(Stored data)
'''
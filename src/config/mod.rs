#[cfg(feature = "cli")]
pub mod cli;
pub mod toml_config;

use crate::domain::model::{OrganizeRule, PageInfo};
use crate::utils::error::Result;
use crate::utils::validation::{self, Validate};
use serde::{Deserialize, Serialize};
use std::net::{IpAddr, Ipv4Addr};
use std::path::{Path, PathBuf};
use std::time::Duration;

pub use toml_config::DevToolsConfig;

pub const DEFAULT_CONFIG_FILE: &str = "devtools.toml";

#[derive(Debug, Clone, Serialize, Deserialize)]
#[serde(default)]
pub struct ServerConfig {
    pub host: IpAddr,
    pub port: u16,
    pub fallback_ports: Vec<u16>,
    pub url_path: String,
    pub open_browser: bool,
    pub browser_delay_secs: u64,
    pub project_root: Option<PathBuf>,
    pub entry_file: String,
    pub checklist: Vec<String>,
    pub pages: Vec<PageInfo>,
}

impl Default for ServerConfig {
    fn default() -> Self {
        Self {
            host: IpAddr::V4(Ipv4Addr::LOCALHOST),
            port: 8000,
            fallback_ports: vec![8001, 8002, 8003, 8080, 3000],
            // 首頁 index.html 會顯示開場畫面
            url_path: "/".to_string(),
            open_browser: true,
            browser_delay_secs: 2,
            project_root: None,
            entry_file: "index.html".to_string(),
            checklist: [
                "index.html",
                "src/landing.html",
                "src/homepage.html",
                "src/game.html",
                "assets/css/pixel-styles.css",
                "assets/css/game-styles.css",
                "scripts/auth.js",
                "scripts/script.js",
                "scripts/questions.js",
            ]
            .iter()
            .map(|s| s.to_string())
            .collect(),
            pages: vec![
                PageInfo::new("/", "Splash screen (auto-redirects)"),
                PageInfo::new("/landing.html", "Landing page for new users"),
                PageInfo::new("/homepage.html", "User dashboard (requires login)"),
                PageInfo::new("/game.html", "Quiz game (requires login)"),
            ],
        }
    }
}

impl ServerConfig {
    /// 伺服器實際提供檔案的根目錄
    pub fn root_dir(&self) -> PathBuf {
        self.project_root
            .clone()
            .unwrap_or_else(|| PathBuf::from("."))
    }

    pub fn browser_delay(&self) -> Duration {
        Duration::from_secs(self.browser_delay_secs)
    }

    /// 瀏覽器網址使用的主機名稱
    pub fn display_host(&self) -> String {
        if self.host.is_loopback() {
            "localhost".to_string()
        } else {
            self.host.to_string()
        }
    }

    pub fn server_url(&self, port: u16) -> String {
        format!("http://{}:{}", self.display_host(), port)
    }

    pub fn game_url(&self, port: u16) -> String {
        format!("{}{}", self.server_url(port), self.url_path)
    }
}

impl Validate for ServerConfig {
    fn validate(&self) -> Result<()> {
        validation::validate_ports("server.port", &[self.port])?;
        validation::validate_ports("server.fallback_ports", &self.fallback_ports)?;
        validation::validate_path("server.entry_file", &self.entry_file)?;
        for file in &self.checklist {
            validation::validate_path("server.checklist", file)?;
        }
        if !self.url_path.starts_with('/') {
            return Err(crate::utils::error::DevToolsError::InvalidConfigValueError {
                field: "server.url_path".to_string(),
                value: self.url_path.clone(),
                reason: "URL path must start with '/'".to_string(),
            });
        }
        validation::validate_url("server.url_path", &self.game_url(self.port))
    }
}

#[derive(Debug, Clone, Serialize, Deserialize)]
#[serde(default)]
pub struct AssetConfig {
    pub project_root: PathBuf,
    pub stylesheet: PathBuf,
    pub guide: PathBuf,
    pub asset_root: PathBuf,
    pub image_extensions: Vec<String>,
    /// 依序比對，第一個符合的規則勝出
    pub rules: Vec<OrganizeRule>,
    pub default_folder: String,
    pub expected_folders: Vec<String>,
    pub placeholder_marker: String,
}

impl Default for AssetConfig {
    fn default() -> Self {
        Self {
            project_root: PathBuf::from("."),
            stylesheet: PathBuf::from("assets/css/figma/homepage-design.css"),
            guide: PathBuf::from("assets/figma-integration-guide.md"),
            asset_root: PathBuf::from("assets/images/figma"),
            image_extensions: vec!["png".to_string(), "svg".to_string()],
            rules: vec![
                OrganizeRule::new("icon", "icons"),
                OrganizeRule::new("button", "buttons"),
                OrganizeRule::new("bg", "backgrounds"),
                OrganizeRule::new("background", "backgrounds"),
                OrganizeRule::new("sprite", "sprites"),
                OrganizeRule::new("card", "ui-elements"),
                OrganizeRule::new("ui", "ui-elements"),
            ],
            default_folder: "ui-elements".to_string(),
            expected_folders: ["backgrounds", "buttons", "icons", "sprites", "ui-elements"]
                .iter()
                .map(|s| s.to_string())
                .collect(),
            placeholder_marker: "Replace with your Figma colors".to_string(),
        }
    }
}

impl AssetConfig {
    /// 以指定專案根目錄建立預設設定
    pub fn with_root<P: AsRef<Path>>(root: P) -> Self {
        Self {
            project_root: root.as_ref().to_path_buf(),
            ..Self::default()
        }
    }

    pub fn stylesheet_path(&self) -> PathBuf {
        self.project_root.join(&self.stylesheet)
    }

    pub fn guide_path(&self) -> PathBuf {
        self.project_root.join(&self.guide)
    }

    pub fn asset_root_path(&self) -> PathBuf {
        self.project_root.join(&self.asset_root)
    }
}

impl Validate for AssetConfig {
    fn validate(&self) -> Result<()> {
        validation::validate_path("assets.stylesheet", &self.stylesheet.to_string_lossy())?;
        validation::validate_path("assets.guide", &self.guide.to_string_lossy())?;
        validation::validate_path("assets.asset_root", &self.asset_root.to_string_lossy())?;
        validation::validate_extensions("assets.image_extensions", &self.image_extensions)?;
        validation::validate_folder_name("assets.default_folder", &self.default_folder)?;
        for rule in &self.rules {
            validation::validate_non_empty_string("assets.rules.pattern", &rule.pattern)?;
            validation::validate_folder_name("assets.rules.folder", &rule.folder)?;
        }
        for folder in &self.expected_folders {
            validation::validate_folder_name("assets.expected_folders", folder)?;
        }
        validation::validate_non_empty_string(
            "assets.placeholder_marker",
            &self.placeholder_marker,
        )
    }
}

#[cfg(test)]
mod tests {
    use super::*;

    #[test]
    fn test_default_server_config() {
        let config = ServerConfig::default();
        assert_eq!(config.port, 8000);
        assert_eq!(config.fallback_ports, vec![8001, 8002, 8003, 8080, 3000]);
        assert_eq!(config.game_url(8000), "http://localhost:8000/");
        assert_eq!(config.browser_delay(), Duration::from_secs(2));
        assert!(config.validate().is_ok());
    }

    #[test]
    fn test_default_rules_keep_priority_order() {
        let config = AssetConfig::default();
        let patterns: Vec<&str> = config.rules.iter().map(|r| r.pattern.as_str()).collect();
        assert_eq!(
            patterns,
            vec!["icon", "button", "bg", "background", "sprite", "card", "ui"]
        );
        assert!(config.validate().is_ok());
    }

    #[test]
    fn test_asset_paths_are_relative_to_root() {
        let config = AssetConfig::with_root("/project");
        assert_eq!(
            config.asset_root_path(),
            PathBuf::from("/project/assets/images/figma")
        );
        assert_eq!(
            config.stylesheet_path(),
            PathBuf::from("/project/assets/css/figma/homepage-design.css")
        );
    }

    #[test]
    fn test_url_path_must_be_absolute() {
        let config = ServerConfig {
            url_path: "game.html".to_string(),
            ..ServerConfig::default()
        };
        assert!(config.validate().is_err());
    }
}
'''
[Problem to solve]: Respond with only the number of lines in the data that include the string "landing".

[Solution for this problem]: 2